RECORD EXTRACTS: Begin

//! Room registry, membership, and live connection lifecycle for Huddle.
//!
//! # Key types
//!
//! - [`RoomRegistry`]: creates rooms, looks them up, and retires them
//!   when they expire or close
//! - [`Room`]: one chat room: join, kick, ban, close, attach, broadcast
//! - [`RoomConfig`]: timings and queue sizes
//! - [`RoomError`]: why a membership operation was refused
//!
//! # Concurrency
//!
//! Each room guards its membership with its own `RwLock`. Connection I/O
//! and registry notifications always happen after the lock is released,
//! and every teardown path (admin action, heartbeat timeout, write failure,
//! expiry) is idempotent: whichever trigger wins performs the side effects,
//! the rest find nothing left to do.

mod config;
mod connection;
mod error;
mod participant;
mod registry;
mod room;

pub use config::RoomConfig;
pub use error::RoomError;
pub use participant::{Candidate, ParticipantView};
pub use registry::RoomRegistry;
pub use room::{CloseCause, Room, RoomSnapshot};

RECORD EXTRACTS: End
RECORD EXTRACTS: Begin

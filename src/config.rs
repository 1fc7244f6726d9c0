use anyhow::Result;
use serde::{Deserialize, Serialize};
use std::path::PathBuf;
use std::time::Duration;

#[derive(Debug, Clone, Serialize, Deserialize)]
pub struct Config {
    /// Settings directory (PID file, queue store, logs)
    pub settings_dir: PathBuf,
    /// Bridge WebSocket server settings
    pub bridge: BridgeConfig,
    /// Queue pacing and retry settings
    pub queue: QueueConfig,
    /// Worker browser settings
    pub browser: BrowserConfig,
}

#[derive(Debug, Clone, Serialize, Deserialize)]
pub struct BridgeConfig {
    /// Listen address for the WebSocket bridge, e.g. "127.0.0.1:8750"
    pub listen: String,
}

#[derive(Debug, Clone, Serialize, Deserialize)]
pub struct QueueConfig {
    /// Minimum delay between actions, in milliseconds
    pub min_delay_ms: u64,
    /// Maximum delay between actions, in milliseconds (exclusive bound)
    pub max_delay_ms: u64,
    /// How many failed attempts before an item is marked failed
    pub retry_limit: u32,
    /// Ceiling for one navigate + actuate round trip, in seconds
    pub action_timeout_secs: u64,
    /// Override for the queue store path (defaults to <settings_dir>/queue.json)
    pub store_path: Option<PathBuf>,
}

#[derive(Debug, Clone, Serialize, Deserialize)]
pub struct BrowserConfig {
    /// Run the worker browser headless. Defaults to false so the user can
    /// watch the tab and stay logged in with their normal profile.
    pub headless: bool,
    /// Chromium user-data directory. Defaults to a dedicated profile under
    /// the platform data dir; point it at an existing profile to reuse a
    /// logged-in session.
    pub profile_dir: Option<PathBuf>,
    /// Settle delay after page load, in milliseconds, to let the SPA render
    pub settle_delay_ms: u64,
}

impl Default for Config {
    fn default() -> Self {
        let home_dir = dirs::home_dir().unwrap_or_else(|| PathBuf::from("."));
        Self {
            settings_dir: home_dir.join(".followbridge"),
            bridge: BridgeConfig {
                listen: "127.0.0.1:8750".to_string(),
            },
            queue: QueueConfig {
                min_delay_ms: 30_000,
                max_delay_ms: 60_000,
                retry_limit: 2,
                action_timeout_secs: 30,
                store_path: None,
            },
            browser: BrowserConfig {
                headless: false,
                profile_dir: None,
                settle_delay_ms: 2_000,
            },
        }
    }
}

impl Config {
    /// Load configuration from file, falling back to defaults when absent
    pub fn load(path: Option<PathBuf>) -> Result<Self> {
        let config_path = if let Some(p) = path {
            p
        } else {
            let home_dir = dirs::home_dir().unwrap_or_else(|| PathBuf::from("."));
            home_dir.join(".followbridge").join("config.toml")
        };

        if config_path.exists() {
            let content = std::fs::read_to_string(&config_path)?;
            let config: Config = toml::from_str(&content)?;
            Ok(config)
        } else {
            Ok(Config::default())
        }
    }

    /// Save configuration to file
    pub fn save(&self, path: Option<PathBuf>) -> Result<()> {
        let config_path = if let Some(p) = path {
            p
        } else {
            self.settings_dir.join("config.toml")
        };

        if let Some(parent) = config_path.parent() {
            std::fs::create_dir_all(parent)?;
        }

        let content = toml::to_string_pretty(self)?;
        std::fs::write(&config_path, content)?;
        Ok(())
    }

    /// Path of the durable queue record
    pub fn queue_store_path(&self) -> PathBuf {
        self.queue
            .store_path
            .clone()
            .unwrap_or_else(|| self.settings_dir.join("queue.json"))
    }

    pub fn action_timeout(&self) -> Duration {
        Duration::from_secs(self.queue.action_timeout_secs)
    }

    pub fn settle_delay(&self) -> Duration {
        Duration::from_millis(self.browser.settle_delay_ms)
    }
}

RECORD EXTRACTS: End

PROBLEM DESCRIPTION:
Scan the data above for the word "parent" and report every line where it is found.

EXERCISE SOLUTION:
        if let Some(parent) = config_path.parent() {
            std::fs::create_dir_all(parent)?;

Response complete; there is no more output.